What was it like working with the puppets?
One of the strangest things I experienced on one of my first days on Farscape was being led by the hand into the creature shop to meet Pilot and Rygel. I can't remember if his skin was on. The skin is the latex exterior that gets placed over him and changed depending on what we inflict upon them - the artists re-paint the exterior. By season two or three they were getting so frequently slimed, or dealing with food, that they were being changed with regularity.
The work behind making those puppets come to life astounded me from pre-production through to being on set. On set it was a work-in-progress. The Jim Henson company spend a lot of money on R&D as they're going; they're constantly trying to refine the technology. The animatronics in Rygel cost millions of dollars, I think, over several years of working on other projects.
To finally create Rygel as a character, 4 to 5 people on the floor would help bring in John Eccleston. His arm would be in the puppet, inside Rygel, and he would articulate the body and head. There'd be people physically moving him in, and they would have these special glasses that had cameras inside them. They could see on the monitor what the directors were seeing so they could position the puppet into the right place. We would seldom do shots where Rygel was flying in where you could see below the sled, as that's a very expensive shot to do and time consuming for the computer generators - for the CGI group.
Then there would be someone separately doing Rygel's eyes - his mouth was animatronics, and his ears. The puppeteer would do his voice on set only to be re-voiced by Jonathan Hardy afterwards, so there was a weird adjustment period getting used to the fact that there was a different character on set than there was after it had been revoiced. Rygel was quite ebullient on set, and cheeky, and then by the time Jonathan Hardy's very gruff voice came in he was a lot older and wiser, so that took a while to adjust to.
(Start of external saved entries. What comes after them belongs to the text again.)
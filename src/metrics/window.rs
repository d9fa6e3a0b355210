use crate::metrics::event::{PaymentEvent, PaymentOutcome};
use chrono::{DateTime, Duration, Utc};
use std::collections::VecDeque;

pub fn prune(events: &mut VecDeque<PaymentEvent>, now: DateTime<Utc>, window: Duration, cap: usize) {
    let cutoff = now - window;
    while let Some(front) = events.front() {
        if front.timestamp < cutoff {
            events.pop_front();
        } else {
            break;
        }
    }
    while events.len() > cap {
        events.pop_front();
    }
}

pub fn failure_rate(events: &VecDeque<PaymentEvent>) -> f64 {
    if events.is_empty() {
        return 0.0;
    }
    let failed = events
        .iter()
        .filter(|e| e.outcome == PaymentOutcome::Error)
        .count();
    failed as f64 / events.len() as f64
}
Then there were also the green screen elements, that component: screaming at a monster that isn't really there. Sometimes there wasn't much information the directors could give us at any given time. What that does for an actor - the lesson I really learned - was to distil everything and to simplify it down so that the responses I'm giving were generic enough that they could be applied to whatever gets placed in afterwards. But [I was] also having to conjure something that is real from the inside, so that you're not hamming it too much.